Big Weekend for Hopkins, Terps
Tuesday, May 27th, 2008
I kind of took the weekend off from Loss Column-related matters so that I could attend to playing Wii and having a cookout. I think I needed the refresher.
It helped remind me that I can’t — shouldn’t — focus too exclusively on Orioles-related matters here. They’re the biggest thing going, but Baltimore sports is still about more than that. Even in May.
So, first, the good: major props to the Johns Hopkins men’s lacrosse team, which took down the hated Duke Blue Devils on Saturday in the semifinals of the NCAA Division I championships. Nobody seemed to think this was possible — every knowledgeable commentator I’ve read/heard ranks it as an impressive upset. That the Blue Jays subsequently lost to Syracuse in the finals does nothing to diminish the accomplishment.
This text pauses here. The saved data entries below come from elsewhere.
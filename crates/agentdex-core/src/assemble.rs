//! Preamble-wins merge of typed frontmatter and extractor fallbacks.
//!
//! For every field: a present, non-blank preamble value is used as-is,
//! otherwise the matching extractor runs over the body, otherwise a
//! default derived from the file name applies.

use crate::error::{AgentdexError, Result};
use crate::extract::{self, MAX_CAPABILITIES, MAX_COLLABORATORS};
use crate::frontmatter::{self, non_empty, AgentFrontmatter, CommandFrontmatter, ListField};
use crate::loader::SourceDocument;
use crate::paths::normalize_name;
use crate::types::{AgentRecord, CommandRecord};
use tracing::warn;

// ---------------------------------------------------------------------------
// Agents
// ---------------------------------------------------------------------------

pub fn assemble_agent(doc: &SourceDocument) -> Result<AgentRecord> {
    let text = doc.text()?;
    let split = frontmatter::split(&text)?;
    let fm: AgentFrontmatter = split.fields()?;
    let body = split.body;

    let name = entity_name(&fm.name, doc)?;

    let description = non_empty(&fm.description)
        .or_else(|| extract::extract_description(body))
        .unwrap_or_else(|| format!("{} agent", title_case(&name)));

    let tools = fm
        .tools
        .as_ref()
        .map(|t| dedupe_exact(t.items()))
        .unwrap_or_default();

    let capabilities = match declared(&fm.capabilities) {
        Some(items) => cap(dedupe_exact(items), MAX_CAPABILITIES),
        None => extract::extract_capabilities(body),
    };

    let collaborators = match declared(&fm.collaborators) {
        Some(items) => {
            let others = dedupe_lowercase(items).into_iter().filter(|c| *c != name);
            cap(others.collect(), MAX_COLLABORATORS)
        }
        None => extract::extract_collaborators_excluding(body, &name),
    };

    let color = non_empty(&fm.color).and_then(|c| {
        let normalized = normalize_color(&c);
        if normalized.is_none() {
            warn!(path = %doc.path.display(), color = %c, "ignoring invalid color");
        }
        normalized
    });

    Ok(AgentRecord {
        name,
        human_name: non_empty(&fm.human_name),
        color,
        description,
        tools,
        capabilities,
        collaborators,
        source_path: doc.path.clone(),
        raw_body: body.to_string(),
        created_at: doc.created_at,
        updated_at: doc.updated_at,
    })
}

// ---------------------------------------------------------------------------
// Commands
// ---------------------------------------------------------------------------

/// A command record plus the body-derived lists the workflow synthesizer
/// consumes.
#[derive(Debug, Clone, PartialEq)]
pub struct CommandAssembly {
    pub record: CommandRecord,
    pub steps: Vec<String>,
    pub gates: Vec<String>,
    pub referenced_agents: Vec<String>,
}

pub fn assemble_command(doc: &SourceDocument) -> Result<CommandAssembly> {
    let text = doc.text()?;
    let split = frontmatter::split(&text)?;
    let fm: CommandFrontmatter = split.fields()?;
    let body = split.body;

    let name = entity_name(&fm.name, doc)?;
    let referenced_agents = extract::extract_referenced_agents(body);
    let (min_agents, max_agents) = agent_bounds(&fm, referenced_agents.len())?;

    let record = CommandRecord {
        name,
        description: non_empty(&fm.description).or_else(|| extract::extract_description(body)),
        workflow_ref: non_empty(&fm.workflow_id),
        min_agents,
        max_agents,
        allows_parallel: fm.allows_parallel.unwrap_or(false),
        source_path: doc.path.clone(),
        raw_body: body.to_string(),
        created_at: doc.created_at,
        updated_at: doc.updated_at,
    };

    Ok(CommandAssembly {
        record,
        steps: extract::extract_steps(body),
        gates: extract::extract_gates(body),
        referenced_agents,
    })
}

/// Declared bounds win; otherwise `min` is 1 when any agent is referenced
/// and `max` is the referenced count.
fn agent_bounds(fm: &CommandFrontmatter, referenced: usize) -> Result<(u32, u32)> {
    let count = u32::try_from(referenced).unwrap_or(u32::MAX);
    let min = fm.min_agents.unwrap_or(u32::from(count > 0));
    let max = fm.max_agents.unwrap_or(count);
    if min > max {
        return Err(AgentdexError::AgentBounds { min, max });
    }
    Ok((min, max))
}

// ---------------------------------------------------------------------------
// Helpers
// ---------------------------------------------------------------------------

fn entity_name(declared: &Option<String>, doc: &SourceDocument) -> Result<String> {
    let raw = non_empty(declared).unwrap_or_else(|| doc.stem());
    normalize_name(&raw)
}

/// Non-empty declared list items, or `None` to fall back to extraction.
fn declared(field: &Option<ListField>) -> Option<Vec<String>> {
    field.as_ref().map(ListField::items).filter(|v| !v.is_empty())
}

fn dedupe_exact(items: Vec<String>) -> Vec<String> {
    let mut out: Vec<String> = Vec::with_capacity(items.len());
    for item in items {
        if !out.contains(&item) {
            out.push(item);
        }
    }
    out
}

fn dedupe_lowercase(items: Vec<String>) -> Vec<String> {
    dedupe_exact(items.into_iter().map(|s| s.to_lowercase()).collect())
}

fn cap(mut items: Vec<String>, max: usize) -> Vec<String> {
    items.truncate(max);
    items
}

/// `#rgb` / `#rrggbb` (with or without `#`) lowercased, or a bare
/// alphabetic color name such as `blue`.
pub fn normalize_color(raw: &str) -> Option<String> {
    let trimmed = raw.trim();
    let hex = trimmed.strip_prefix('#').unwrap_or(trimmed);
    if matches!(hex.len(), 3 | 6) && hex.chars().all(|c| c.is_ascii_hexdigit()) {
        return Some(format!("#{}", hex.to_ascii_lowercase()));
    }
    if !trimmed.starts_with('#')
        && !trimmed.is_empty()
        && trimmed.chars().all(|c| c.is_ascii_alphabetic())
    {
        return Some(trimmed.to_ascii_lowercase());
    }
    None
}

/// `backend-developer` -> `Backend Developer`.
pub fn title_case(name: &str) -> String {
    name.split('-')
        .filter(|w| !w.is_empty())
        .map(|w| {
            let mut chars = w.chars();
            match chars.next() {
                Some(first) => first.to_uppercase().chain(chars).collect::<String>(),
                None => String::new(),
            }
        })
        .collect::<Vec<_>>()
        .join(" ")
}

// ---------------------------------------------------------------------------
// Tests
// ---------------------------------------------------------------------------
Whenever a team from Maryland takes down Duke — at any time, in any sport — it’s a victory for us all.
Not only that, but the Blue Jays’ baseball team is battling for a national title at this very moment. I’ll try to remember to dig up and post the results.
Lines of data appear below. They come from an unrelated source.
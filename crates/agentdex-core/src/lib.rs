pub mod assemble;
pub mod batch;
pub mod config;
pub mod error;
pub mod extract;
pub mod frontmatter;
pub mod io;
pub mod loader;
pub mod markdown;
pub mod paths;
pub mod sync;
pub mod types;
pub mod workflow;

pub use batch::BatchParser;
pub use error::{AgentdexError, ParseError, Result, SyncError};
pub use paths::RootPaths;
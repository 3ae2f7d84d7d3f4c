//! Workflow step extraction as a priority-ordered list of tiers.
//!
//! Each [`Tier`] runs its strategies in order and merges their output with
//! the tier's dedupe key. [`first_non_empty`] returns the first tier that
//! produced anything; lower tiers are never consulted after that.

use super::{exact_key, OrderedSet};
use crate::markdown::{self, Boundary};
use regex::Regex;
use std::sync::OnceLock;

pub const ORCHESTRATOR_STEP: &str = "Orchestrator analyzes the task and selects agents";
pub const PARALLEL_STEP: &str = "Selected agents execute in parallel";

// ---------------------------------------------------------------------------
// Strategy / Tier
// ---------------------------------------------------------------------------

/// A named, pure step-extraction function.
#[derive(Clone, Copy)]
pub struct Strategy {
    pub name: &'static str,
    pub extract: fn(&str) -> Vec<String>,
}

pub struct Tier {
    pub name: &'static str,
    pub strategies: Vec<Strategy>,
    pub dedupe_key: fn(&str) -> String,
}

impl Tier {
    pub fn run(&self, text: &str) -> Vec<String> {
        let mut set = OrderedSet::new(self.dedupe_key);
        for strategy in &self.strategies {
            set.extend((strategy.extract)(text));
        }
        set.into_vec()
    }
}

#[derive(Debug, Clone, PartialEq, Eq)]
pub struct TierOutcome {
    /// Name of the tier that produced the steps, `None` if every tier was empty.
    pub tier: Option<&'static str>,
    pub steps: Vec<String>,
}

pub fn first_non_empty(tiers: &[Tier], text: &str) -> TierOutcome {
    for tier in tiers {
        let steps = tier.run(text);
        if !steps.is_empty() {
            return TierOutcome {
                tier: Some(tier.name),
                steps,
            };
        }
    }
    TierOutcome {
        tier: None,
        steps: Vec::new(),
    }
}

pub fn default_tiers() -> Vec<Tier> {
    vec![
        Tier {
            name: "agent-steps",
            strategies: vec![
                Strategy {
                    name: "workflow-section",
                    extract: workflow_section,
                },
                Strategy {
                    name: "standard-flow-section",
                    extract: standard_flow_section,
                },
            ],
            dedupe_key: agent_action_key,
        },
        Tier {
            name: "diagram-steps",
            strategies: vec![
                Strategy {
                    name: "ascii-steps",
                    extract: ascii_steps,
                },
                Strategy {
                    name: "orchestrator-block",
                    extract: orchestrator_block,
                },
            ],
            dedupe_key: exact_key,
        },
    ]
}

/// Ordered workflow steps for a command body.
pub fn extract_steps(text: &str) -> Vec<String> {
    first_non_empty(&default_tiers(), text).steps
}

// ---------------------------------------------------------------------------
// Tier 1: `N. **agent** -> action` lines
// ---------------------------------------------------------------------------

static AGENT_STEP_RE: OnceLock<Regex> = OnceLock::new();

pub(crate) fn agent_step_re() -> &'static Regex {
    AGENT_STEP_RE.get_or_init(|| {
        Regex::new(
            r"(?m)^[ \t]*\d+\.[ \t]+\*\*([A-Za-z0-9][A-Za-z0-9_-]*)\*\*[ \t]*(?:->|→|:)[ \t]*(.+?)[ \t]*\r?$",
        )
        .unwrap()
    })
}

fn agent_steps(section: &str) -> Vec<String> {
    agent_step_re()
        .captures_iter(section)
        .map(|cap| format!("{}: {}", cap[1].to_lowercase(), &cap[2]))
        .collect()
}

fn workflow_section(text: &str) -> Vec<String> {
    markdown::section(
        text,
        |level, title| {
            level == 2
                && title
                    .split_whitespace()
                    .next()
                    .is_some_and(|w| w.eq_ignore_ascii_case("workflow"))
        },
        Boundary::SameOrHigher,
    )
    .map(agent_steps)
    .unwrap_or_default()
}

fn standard_flow_section(text: &str) -> Vec<String> {
    markdown::section(
        text,
        |level, title| level == 3 && title.eq_ignore_ascii_case("standard flow"),
        Boundary::SameOrHigher,
    )
    .map(agent_steps)
    .unwrap_or_default()
}

/// `(agent, action)` with the action lowercased and whitespace collapsed, so
/// one agent may appear with several distinct actions.
fn agent_action_key(step: &str) -> String {
    let (agent, action) = step.split_once(": ").unwrap_or((step, ""));
    let action = action
        .split_whitespace()
        .collect::<Vec<_>>()
        .join(" ")
        .to_lowercase();
    format!("{}\u{0}{}", agent.to_lowercase(), action)
}

// ---------------------------------------------------------------------------
// Tier 2: diagrams and orchestration blocks
// ---------------------------------------------------------------------------

static ASCII_STEP_RE: OnceLock<Regex> = OnceLock::new();

fn ascii_step_re() -> &'static Regex {
    ASCII_STEP_RE.get_or_init(|| {
        Regex::new(
            r"(?m)^[ \t]*(?:[|│┃║][ \t]*)?Step[ \t]+(\d+)[ \t]*:[ \t]*(.+?)[ \t]*(?:[|│┃║][ \t]*)?\r?$",
        )
        .unwrap()
    })
}

fn ascii_steps(text: &str) -> Vec<String> {
    ascii_step_re()
        .captures_iter(text)
        .map(|cap| format!("Step {}: {}", &cap[1], &cap[2]))
        .collect()
}

fn orchestrator_block(text: &str) -> Vec<String> {
    let mut steps = Vec::new();
    for block in markdown::fenced_blocks(text) {
        let lower = block.to_lowercase();
        if lower.contains("orchestrator") {
            steps.push(ORCHESTRATOR_STEP.to_string());
        }
        if lower.contains("agents execute in parallel") {
            steps.push(PARALLEL_STEP.to_string());
        }
    }
    steps
}

// ---------------------------------------------------------------------------
// Tests
// ---------------------------------------------------------------------------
Now, on to Gary Williams and his Terps, who chose Friday afternoon on a holiday weekend (they’re pros, after all) to drop the news that troubled-but-talented recruit Tyree Evans has asked out of his commitment and won’t be attending College Park.
For those of you who haven’t followed the Evans story, the gist of it is: Gary wanted to bring him in despite a rather checkered past, and Debbie Yow wasn’t quite on board (or even aware). Know-it-all media types started getting angry, and the whole thing went to hell.
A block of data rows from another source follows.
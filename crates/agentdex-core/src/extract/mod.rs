//! Heuristic field extractors. Each is a pure `&str -> Vec<String>` used
//! when the corresponding preamble field is absent.

pub mod agents;
pub mod capabilities;
pub mod collaborators;
pub mod description;
pub mod gates;
pub mod steps;

pub use agents::extract_referenced_agents;
pub use capabilities::{extract_capabilities, MAX_CAPABILITIES};
pub use collaborators::{
    extract_collaborators, extract_collaborators_excluding, MAX_COLLABORATORS,
};
pub use description::extract_description;
pub use gates::extract_gates;
pub use steps::{default_tiers, extract_steps, first_non_empty, Strategy, Tier, TierOutcome};

use std::collections::HashSet;

/// Insertion-ordered, deduplicated, optionally capped list of strings.
pub(crate) struct OrderedSet {
    items: Vec<String>,
    seen: HashSet<String>,
    cap: Option<usize>,
    key: fn(&str) -> String,
}

impl OrderedSet {
    pub(crate) fn new(key: fn(&str) -> String) -> Self {
        Self {
            items: Vec::new(),
            seen: HashSet::new(),
            cap: None,
            key,
        }
    }

    pub(crate) fn capped(cap: usize, key: fn(&str) -> String) -> Self {
        Self {
            cap: Some(cap),
            ..Self::new(key)
        }
    }

    pub(crate) fn is_full(&self) -> bool {
        self.cap.is_some_and(|cap| self.items.len() >= cap)
    }

    /// Returns true if `item` was added.
    pub(crate) fn insert(&mut self, item: String) -> bool {
        if self.is_full() {
            return false;
        }
        if self.seen.insert((self.key)(&item)) {
            self.items.push(item);
            true
        } else {
            false
        }
    }

    pub(crate) fn extend(&mut self, items: impl IntoIterator<Item = String>) {
        for item in items {
            if self.is_full() {
                break;
            }
            self.insert(item);
        }
    }

    pub(crate) fn into_vec(self) -> Vec<String> {
        self.items
    }
}

pub(crate) fn exact_key(s: &str) -> String {
    s.to_string()
}

pub(crate) fn lowercase_key(s: &str) -> String {
    s.to_lowercase()
}

/// A token is a lowercase, hyphen-joined identifier such as `api-designer`.
pub(crate) fn is_lowercase_token(token: &str) -> bool {
    !token.is_empty()
        && token
            .split('-')
            .all(|seg| !seg.is_empty() && seg.chars().all(|c| c.is_ascii_lowercase() || c.is_ascii_digit()))
}
mod cmd;
mod output;
mod root;
mod store;

use clap::{Parser, Subcommand};
use cmd::config::ConfigSubcommand;
use std::path::PathBuf;

#[derive(Parser)]
#[command(
    name = "agentdex",
    about = "Index agent and command definitions from markdown and synthesize workflows",
    version,
    propagate_version = true
)]
struct Cli {
    /// Project root (default: auto-detect from .claude/ or .git/)
    #[arg(long, global = true, env = "AGENTDEX_ROOT")]
    root: Option<PathBuf>,

    /// Output as JSON
    #[arg(long, global = true, short = 'j')]
    json: bool,

    /// Debug logging (RUST_LOG still applies)
    #[arg(long, global = true, short = 'v')]
    verbose: bool,

    #[command(subcommand)]
    command: Commands,
}

#[derive(Subcommand)]
enum Commands {
    /// Parse both collections and summarize agents, commands, and workflows
    Parse,

    /// Show one parsed entity
    Show {
        /// Entity kind: agent, command, or workflow
        kind: String,
        /// Entity name
        name: String,
    },

    /// Diff parsed entities against a JSON store and apply the changes
    Sync {
        /// Path to the JSON store file (created if missing)
        #[arg(long)]
        store: PathBuf,
        /// Print the plan without writing the store
        #[arg(long)]
        dry_run: bool,
    },

    /// Inspect and validate .agentdex/config.yaml
    Config {
        #[command(subcommand)]
        subcommand: ConfigSubcommand,
    },
}

fn main() {
    let cli = Cli::parse();

    let default_level = if cli.verbose {
        tracing::Level::DEBUG
    } else {
        tracing::Level::WARN
    };

    tracing_subscriber::fmt()
        .with_env_filter(
            tracing_subscriber::EnvFilter::from_default_env().add_directive(default_level.into()),
        )
        .with_writer(std::io::stderr)
        .with_target(false)
        .init();

    let root = root::resolve_root(cli.root.as_deref());

    let result = match cli.command {
        Commands::Parse => cmd::parse::run(&root, cli.json),
        Commands::Show { kind, name } => cmd::show::run(&root, &kind, &name, cli.json),
        Commands::Sync { store, dry_run } => cmd::sync::run(&root, &store, dry_run, cli.json),
        Commands::Config { subcommand } => cmd::config::run(&root, subcommand, cli.json),
    };

    if let Err(e) = result {
        eprintln!("error: {e:#}");
        std::process::exit(1);
    }
}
The reaction to Evans’ withdrawal has been predictable enough. Lots of “they never should have gone after him to begin with” and “this is a stain on the Maryland program” and yadda yadda. Lots of armchair moralizing, in other words, from the same people who call for firings when the team fails to make the field of 64.
But here’s the truth: Gary didn’t do anything wrong, and neither he nor the program should be raked over the coals.
Evans is a talented player — on this even his detractors agree — who would have helped breathe life into Maryland Basketball. His JuCo coach vouched for his commitment, and his legal troubles are all at least as old as 2006. The kid looked at Maryland and saw a chance to redeem himself, and Gary was willing to give it to him. Yes, it was a risk. Maybe even a bad idea. But a stain on the program? A shameful episode?
Nonsense.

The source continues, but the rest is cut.